• TASK OBJECTIVE: The full set of entries has to be output exactly.
____________________
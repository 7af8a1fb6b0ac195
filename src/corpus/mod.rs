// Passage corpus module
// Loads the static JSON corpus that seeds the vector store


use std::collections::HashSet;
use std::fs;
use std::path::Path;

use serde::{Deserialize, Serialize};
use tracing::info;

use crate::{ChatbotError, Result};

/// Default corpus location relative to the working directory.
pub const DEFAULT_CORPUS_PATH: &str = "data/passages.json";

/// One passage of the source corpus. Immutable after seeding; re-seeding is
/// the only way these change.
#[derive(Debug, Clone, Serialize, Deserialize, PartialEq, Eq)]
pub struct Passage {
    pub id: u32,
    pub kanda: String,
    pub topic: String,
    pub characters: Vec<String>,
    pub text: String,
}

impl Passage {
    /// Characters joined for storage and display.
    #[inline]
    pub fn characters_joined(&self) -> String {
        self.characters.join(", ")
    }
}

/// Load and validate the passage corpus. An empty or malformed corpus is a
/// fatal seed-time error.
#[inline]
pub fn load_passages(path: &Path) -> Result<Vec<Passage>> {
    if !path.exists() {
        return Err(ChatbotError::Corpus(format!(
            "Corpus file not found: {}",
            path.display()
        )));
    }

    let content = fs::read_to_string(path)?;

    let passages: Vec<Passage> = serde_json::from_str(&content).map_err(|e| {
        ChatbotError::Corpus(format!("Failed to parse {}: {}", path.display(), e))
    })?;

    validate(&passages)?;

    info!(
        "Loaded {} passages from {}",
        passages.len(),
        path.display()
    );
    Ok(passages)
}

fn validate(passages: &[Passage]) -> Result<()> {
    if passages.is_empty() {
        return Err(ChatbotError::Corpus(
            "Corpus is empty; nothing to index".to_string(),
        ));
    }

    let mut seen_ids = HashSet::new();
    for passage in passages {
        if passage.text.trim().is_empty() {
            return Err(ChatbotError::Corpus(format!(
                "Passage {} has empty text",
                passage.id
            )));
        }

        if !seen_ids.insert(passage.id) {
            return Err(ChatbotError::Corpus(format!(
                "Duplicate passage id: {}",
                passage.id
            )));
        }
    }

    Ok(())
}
____________________
• WRITTEN ANSWER:
repository 7af8a1fb6b0ac195
filename src/corpus/mod.rs
// Passage corpus module
// Loads the static JSON corpus that seeds the vector store


use std::collections::HashSet;
use std::fs;
use std::path::Path;

use serde::{Deserialize, Serialize};
use tracing::info;

use crate::{ChatbotError, Result};

/// Default corpus location relative to the working directory.
pub const DEFAULT_CORPUS_PATH: &str = "data/passages.json";

/// One passage of the source corpus. Immutable after seeding; re-seeding is
/// the only way these change.
#[derive(Debug, Clone, Serialize, Deserialize, PartialEq, Eq)]
pub struct Passage {
    pub id: u32,
    pub kanda: String,
    pub topic: String,
    pub characters: Vec<String>,
    pub text: String,
}

impl Passage {
    /// Characters joined for storage and display.
    #[inline]
    pub fn characters_joined(&self) -> String {
        self.characters.join(", ")
    }
}

/// Load and validate the passage corpus. An empty or malformed corpus is a
/// fatal seed-time error.
#[inline]
pub fn load_passages(path: &Path) -> Result<Vec<Passage>> {
    if !path.exists() {
        return Err(ChatbotError::Corpus(format!(
            "Corpus file not found: {}",
            path.display()
        )));
    }

    let content = fs::read_to_string(path)?;

    let passages: Vec<Passage> = serde_json::from_str(&content).map_err(|e| {
        ChatbotError::Corpus(format!("Failed to parse {}: {}", path.display(), e))
    })?;

    validate(&passages)?;

    info!(
        "Loaded {} passages from {}",
        passages.len(),
        path.display()
    );
    Ok(passages)
}

fn validate(passages: &[Passage]) -> Result<()> {
    if passages.is_empty() {
        return Err(ChatbotError::Corpus(
            "Corpus is empty; nothing to index".to_string(),
        ));
    }

    let mut seen_ids = HashSet::new();
    for passage in passages {
        if passage.text.trim().is_empty() {
            return Err(ChatbotError::Corpus(format!(
                "Passage {} has empty text",
                passage.id
            )));
        }

        if !seen_ids.insert(passage.id) {
            return Err(ChatbotError::Corpus(format!(
                "Duplicate passage id: {}",
                passage.id
            )));
        }
    }

    Ok(())
}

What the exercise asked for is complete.